Nella conversazione con gli studenti, che gli leggono due poesie sulla pace, Draghi usa un linguaggio semplice, a tratti didascalico, ma con contenuti politici molto chiari. Aiutare gli ucraini, anche con l’invio di armi, è stato giusto, necessario. È fuori strada chi distingue sulle ragioni e sui torti della guerra, perché «chi attacca usando la violenza ha sempre torto. Quindi c’è una differenza tra chi è attaccato e chi attacca: questo bisogna tenerlo in mente. È come se vedessimo uno grosso grosso dare schiaffi a uno piccolo piccolo. E noi che facciamo, l’istinto qual è? È quello di andare lì, dire di smetterla, aiutarlo, aiutare il piccolino. Quello che è successo in Ucraina è che il piccolino è diventato sempre più grande e ora si ripara bene dagli schiaffi. È diventato sempre più grande per due motivi: prima di tutto perché è stato aiutato da tutti gli amici, in tantissimi modi. E poi perché combatte, si difende per un motivo, la libertà».

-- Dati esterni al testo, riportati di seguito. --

use std::sync::mpsc::{self, Receiver, RecvTimeoutError};
use std::time::Duration;

use crossterm::event::{self, Event as CtEvent, KeyEvent};

/// Unified event type consumed by the app runner
#[derive(Clone, Debug)]
pub enum AppEvent {
    Key(KeyEvent),
    Resize,
    Tick,
}

/// Source of terminal events (keyboard, resize, etc.)
pub trait AppEventSource: Send + 'static {
    /// Block for up to `timeout` waiting for an event.
    /// Returns Ok(event) if an event arrives before the timeout, or Err(Timeout) if it expires.
    fn recv_timeout(&self, timeout: Duration) -> Result<AppEvent, RecvTimeoutError>;
}

/// Production event source using crossterm
pub struct CrosstermEventSource {
    rx: Receiver<AppEvent>,
}

impl CrosstermEventSource {
    pub fn new() -> Self {
        let (tx, rx) = mpsc::channel();

        std::thread::spawn(move || loop {
            match event::read() {
                Ok(CtEvent::Key(key)) => {
                    if tx.send(AppEvent::Key(key)).is_err() {
                        break;
                    }
                }
                Ok(CtEvent::Resize(_, _)) => {
                    if tx.send(AppEvent::Resize).is_err() {
                        break;
                    }
                }
                Ok(_) => {}
                Err(_) => break,
            }
        });

        Self { rx }
    }
}

impl Default for CrosstermEventSource {
    fn default() -> Self {
        Self::new()
    }
}

impl AppEventSource for CrosstermEventSource {
    fn recv_timeout(&self, timeout: Duration) -> Result<AppEvent, RecvTimeoutError> {
        self.rx.recv_timeout(timeout)
    }
}

/// Configurable ticker interface
pub trait Ticker: Send + Sync + 'static {
    fn interval(&self) -> Duration;
}

/// Fixed interval ticker
#[derive(Clone, Copy, Debug)]
pub struct FixedTicker {
    interval: Duration,
}

impl FixedTicker {
    pub fn new(interval: Duration) -> Self {
        Self { interval }
    }
}

impl Ticker for FixedTicker {
    fn interval(&self) -> Duration {
        self.interval
    }
}

/// Test event source for unit tests
pub struct TestEventSource {
    rx: Receiver<AppEvent>,
}

impl TestEventSource {
    pub fn new(rx: Receiver<AppEvent>) -> Self {
        Self { rx }
    }
}

impl AppEventSource for TestEventSource {
    fn recv_timeout(&self, timeout: Duration) -> Result<AppEvent, RecvTimeoutError> {
        self.rx.recv_timeout(timeout)
    }
}

/// Runner that advances the application one event/tick at a time. Dropping it
/// (and the sources behind it) is the teardown contract: the input thread
/// exits on its next failed send and no further ticks are produced.
pub struct Runner<E: AppEventSource, T: Ticker> {
    event_source: E,
    ticker: T,
}

impl<E: AppEventSource, T: Ticker> Runner<E, T> {
    pub fn new(event_source: E, ticker: T) -> Self {
        Self {
            event_source,
            ticker,
        }
    }

    /// Blocks up to tick interval and returns the next event, or Tick on timeout
    pub fn step(&self) -> AppEvent {
        match self.event_source.recv_timeout(self.ticker.interval()) {
            Ok(ev) => ev,
            Err(RecvTimeoutError::Timeout) | Err(RecvTimeoutError::Disconnected) => AppEvent::Tick,
        }
    }
}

Quindi, sempre rivolto ai ragazzi della scuola Dante Alighieri, il premier rimarca l’impegno, anche italiano, che la comunità diplomatica sta riponendo su possibili negoziati di pace: «Ci chiediamo e mi chiedo cos’è che si può fare oltre ad aiutare quello che era un piccolino e ora è grosso. Quello che si può e si deve fare è cercare la pace, cercare di fare in modo che i due smettano di sparare e comincino a parlare. Questo è quello che noi, italiani, io, dobbiamo cercare di fare. L’ultima volta che ho parlato con il presidente Putin ho cominciato la telefonata dicendo: “La chiamo perché voglio parlare di pace”. E mi ha detto: “Non è il momento”. “La chiamo perché vorrei che ci fosse un cessate il fuoco”. E lui: “Non è il momento”. ”La chiamo perché forse molti di questi problemi li potete risolvere solo voi due: lei, presidente Putin, e il presidente Zelensky. Perché non vi parlate?”. “Non è il momento”. Ho trovato un muro».
«Invece — in qualche modo rivendica — ho avuto più fortuna l’altra settimana quando sono andato a Washington. Parlando con il presidente Biden, gli ho detto che forse è solo da lui che Putin vuole sentire una parola. E quindi gli ho detto di telefonare a Putin. Devo dire che il suggerimento ha avuto più fortuna, perché il giorno dopo non lui e Putin, ma i ministri della Difesa russo e americano si sono sentiti».